Remittances to Egypt increased 11% in 2020, to record a high of nearly $30bn, the World Bank has revealed.
It added that remittance flows to the Middle East and North Africa (MENA) region rose by 2.3% to about $56bn in 2020.
The growth is largely credited to strong remittance flows to Egypt and Morocco, with the latter reporting a rise of 6.5%. Also registering an increase in remittance flows was Tunisia, which saw a 2.5% rise.
In contrast, other economies in the region experienced losses in 2020, with Djibouti, Lebanon, Iraq, and Jordan posting double-digit declines. In 2021, remittances to the region are likely to grow 2.6%, due to moderate growth in the Euro area and weak outflows from the Gulf Cooperation Council (GCC) countries.
The cost of sending $200 to the region fell slightly in the fourth quarter (Q4) of 2020 to 6.6%. Costs vary greatly across corridors, with the cost of sending money from high-income countries in the Organisation for Economic Co-operation and Development (OECD) to Lebanon remaining very high, mostly in the double digits.

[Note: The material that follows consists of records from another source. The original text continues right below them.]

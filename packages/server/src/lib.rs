#![cfg_attr(feature = "fail-on-warnings", deny(warnings))]
#![warn(clippy::all, clippy::pedantic, clippy::nursery, clippy::cargo)]
#![allow(clippy::multiple_crate_versions, clippy::cargo_common_metadata)]

//! Actix-Web query service for the crowd monitor.
//!
//! Serves read-only endpoints over the aggregate store:
//!
//! * `GET /health`
//! * `GET /stats?district_id=&limit=`
//! * `GET /stats/latest?district_id=`
//!
//! Handlers only ever report persisted data; ingestion problems surface in
//! the logs, not through this API.

pub mod handlers;

use std::sync::Arc;

use actix_cors::Cors;
use actix_web::{App, HttpServer, middleware, web};
use switchy_database::Database;

/// Shared application state.
pub struct AppState {
    /// Aggregate store handle used for reads.
    pub db: Arc<dyn Database>,
}

/// Registers the query routes.
pub fn configure(cfg: &mut web::ServiceConfig) {
    cfg.route("/health", web::get().to(handlers::health))
        .route("/stats", web::get().to(handlers::stats))
        .route("/stats/latest", web::get().to(handlers::latest));
}

/// Binds and runs the HTTP server until it is stopped (Ctrl-C or
/// `SIGTERM`, handled by actix).
///
/// # Errors
///
/// Returns an `std::io::Result` error if the HTTP server fails to bind or
/// encounters a runtime error.
#[allow(clippy::future_not_send)]
pub async fn run_server(state: web::Data<AppState>, bind_addr: &str, port: u16) -> std::io::Result<()> {
    log::info!("Starting server on {bind_addr}:{port}");

    HttpServer::new(move || {
        let cors = Cors::permissive();

        App::new()
            .wrap(cors)
            .wrap(middleware::Logger::default())
            .app_data(state.clone())
            .configure(configure)
    })
    .bind((bind_addr, port))?
    .run()
    .await
}
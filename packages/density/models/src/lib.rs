#![cfg_attr(feature = "fail-on-warnings", deny(warnings))]
#![warn(clippy::all, clippy::pedantic, clippy::nursery, clippy::cargo)]
#![allow(clippy::multiple_crate_versions)]

//! Crowd density tier taxonomy.
//!
//! Every persisted aggregate carries a [`DensityState`] derived from its
//! person count by [`classify`]. The mapping is a pure function of the
//! count, so two aggregates with equal counts always carry equal tiers.

use serde::{Deserialize, Serialize};
use strum_macros::{AsRefStr, Display, EnumString};

/// Smallest person count classified as [`DensityState::Moderate`].
pub const MODERATE_MIN_COUNT: u32 = 5;

/// Smallest person count classified as [`DensityState::High`].
pub const HIGH_MIN_COUNT: u32 = 15;

/// Smallest person count classified as [`DensityState::Critical`].
pub const CRITICAL_MIN_COUNT: u32 = 30;

/// Coarse occupancy tier used for public-safety advisories.
#[derive(
    Debug,
    Clone,
    Copy,
    PartialEq,
    Eq,
    PartialOrd,
    Ord,
    Hash,
    Serialize,
    Deserialize,
    Display,
    EnumString,
    AsRefStr,
)]
#[serde(rename_all = "SCREAMING_SNAKE_CASE")]
#[strum(serialize_all = "SCREAMING_SNAKE_CASE")]
pub enum DensityState {
    /// 0-4 persons in view
    Low,
    /// 5-14 persons in view
    Moderate,
    /// 15-29 persons in view
    High,
    /// 30 or more persons in view
    Critical,
}

impl DensityState {
    /// Classifies a person count into its density tier.
    ///
    /// Total over all counts: every `u32` maps to exactly one tier.
    #[must_use]
    pub const fn from_count(count: u32) -> Self {
        if count < MODERATE_MIN_COUNT {
            Self::Low
        } else if count < HIGH_MIN_COUNT {
            Self::Moderate
        } else if count < CRITICAL_MIN_COUNT {
            Self::High
        } else {
            Self::Critical
        }
    }
}

/// Classifies a person count into its density tier.
///
/// Shorthand for [`DensityState::from_count`].
#[must_use]
pub const fn classify(count: u32) -> DensityState {
    DensityState::from_count(count)
}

On the other hand, sending money from GCC countries to Egypt and Jordan costs around 3% in some corridors.
Despite the novel coronavirus (COVID-19) pandemic, global remittance flows remained resilient during the year, registering a smaller decline than previously projected, the World Bank added.
Officially recorded remittance flows to low- and middle-income countries reached $540bn in 2020, just 1.6% below the 2019 total of $548bn, according to the World Bank’s latest Migration and Development Brief.
The decline in recorded remittance flows in 2020 was smaller than that reported during the 2009 global financial crisis, which stood at 4.8%. It was also far lower than the fall in foreign direct investment (FDI) flows to low- and middle-income countries, which, excluding flows to China, fell by over 30% in 2020.
As a result, remittance flows to low- and middle-income countries surpassed the sum of FDI, of $259bn, and overseas development assistance of $179bn in 2020 according to the World Bank.
The main drivers for the steady flow included fiscal stimuli that resulted in better-than-expected economic conditions in host countries. It also caused a shift in flows from cash to digital, and from informal to formal channels, alongside cyclical movements in oil prices and currency exchange rates.
The true size of remittances, which includes formal and informal flows, is believed to be larger than officially reported data, though the extent of the impact of COVID-19 on informal flows is unclear.